U.S. officials have struggled to establish how exactly Bae fell afoul of North Korean authorities. The North Korean statement on his conviction provided no details of the allegations against him.
"This was somebody who was a tour operator, who has been there in the past and has a visa to go to the North," a senior U.S. official told CNN on Monday, speaking on condition of anonymity because of the diplomatic sensitivity of the issue.
But NK News, a U.S.-based website that focuses on North Korea, suggests Bae has served as a missionary trying to convert North Koreans.
"I knew that Jesus wanted me to be a 'channel' to the North," Bae told a Korean congregation at a St.

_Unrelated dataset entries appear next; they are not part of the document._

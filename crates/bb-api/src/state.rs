//! Shared application state for the Axum server.
//!
//! One [`Assistant`] serves every request; each session owns its own
//! [`DiagnosisContext`] so a diagnosis never leaks between users.

use std::collections::HashMap;
use std::sync::Arc;

use tokio::sync::RwLock;
use uuid::Uuid;

use bb_assistant::{Assistant, DiagnosisContext, IntentTable, KeywordClassifier, KnowledgeBase};

use crate::advice::AdviceTable;
use crate::config::ApiConfig;

/// Session used by requests that carry no `session_id`.
pub const DEFAULT_SESSION: &str = "default";

/// Created sessions kept before the oldest is evicted.
pub const DEFAULT_MAX_SESSIONS: usize = 10_000;

/// Shared application state, wrapped in `Arc` for Axum handler sharing.
#[derive(Clone)]
pub struct AppState {
    /// Reply engine (read-only).
    pub assistant: Arc<Assistant>,
    /// Per-label advice for /predict responses.
    pub advice: Arc<AdviceTable>,
    /// Diagnosis context per session id.
    pub sessions: Arc<RwLock<HashMap<String, DiagnosisContext>>>,
    /// Top confidence below which /predict asks for a clearer photo.
    pub low_confidence_threshold: f64,
    /// Cap on created sessions; the default session is not counted.
    pub max_sessions: usize,
}

impl AppState {
    pub fn new(assistant: Assistant) -> Self {
        let mut sessions = HashMap::new();
        sessions.insert(DEFAULT_SESSION.to_string(), DiagnosisContext::new());
        Self {
            assistant: Arc::new(assistant),
            advice: Arc::new(AdviceTable::builtin()),
            sessions: Arc::new(RwLock::new(sessions)),
            low_confidence_threshold: 50.0,
            max_sessions: DEFAULT_MAX_SESSIONS,
        }
    }

    /// Build the engine from config: optional knowledge / intent / advice
    /// files and an optional greeting seed.
    pub fn from_config(config: &ApiConfig) -> anyhow::Result<Self> {
        let knowledge = match &config.knowledge_path {
            Some(path) => KnowledgeBase::from_file(path)?,
            None => KnowledgeBase::builtin(),
        };
        let table = match &config.intents_path {
            Some(path) => IntentTable::from_file(path)?,
            None => IntentTable::builtin(),
        };
        let advice = match &config.advice_path {
            Some(path) => AdviceTable::from_file(path)?,
            None => AdviceTable::builtin(),
        };

        let mut assistant = Assistant::new(knowledge, Box::new(KeywordClassifier::new(table)));
        if let Some(seed) = config.greeting_seed {
            assistant = assistant.with_seed(seed);
        }

        Ok(Self {
            advice: Arc::new(advice),
            low_confidence_threshold: config.low_confidence_threshold,
            max_sessions: config.max_sessions,
            ..Self::new(assistant)
        })
    }

    /// Register a fresh session and return its id.
    ///
    /// At the cap the oldest created session is dropped first. Ids are
    /// UUIDv7, so the smallest id is the oldest.
    pub async fn create_session(&self) -> String {
        let id = Uuid::now_v7().to_string();
        let mut sessions = self.sessions.write().await;

        let limit = self.max_sessions.max(1);
        while sessions.len() - usize::from(sessions.contains_key(DEFAULT_SESSION)) >= limit {
            let Some(oldest) = sessions
                .keys()
                .filter(|k| k.as_str() != DEFAULT_SESSION)
                .min()
                .cloned()
            else {
                break;
            };
            sessions.remove(&oldest);
            tracing::info!(session_id = %oldest, "session evicted");
        }

        sessions.insert(id.clone(), DiagnosisContext::new());
        tracing::info!(session_id = %id, sessions = sessions.len(), "session created");
        id
    }

    /// Resolve an optional request session id to a concrete key.
    pub fn session_key(session_id: Option<&str>) -> &str {
        session_id.unwrap_or(DEFAULT_SESSION)
    }
}

impl Default for AppState {
    fn default() -> Self {
        Self::new(Assistant::builtin())
    }
}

Louis church in 2011, NK News reported. "This year, I'm working at taking several short term missionary teams into North Korea."
Bae's sentencing came after weeks of intense rhetoric from North Korea, which conducted its third nuclear test in February and launched a satellite into orbit atop a long-range rocket in December.
Washington responded by deploying additional missile interceptors on the West Coast, dispatching a missile defense system to the Pacific territory of Guam and bolstering annual U.S.-South Korean military exercises with overflights by nuclear-capable B-2 and B-52 bombers.
Rodman, the heavily pierced NBA Hall of Famer, made headlines when he befriended North Korea's supreme leader during a visit in February.
"You have a friend for life," Rodman told Kim after the two men sat next to each other watching an unusual basketball exhibition in Pyongyang.
But Rodman said he is not an official diplomat between the United States and North Korea.
"I'm not a politician," he tweeted. "Kim Jung Un & North Korean people are basketball fans. I love everyone. Period. End of story."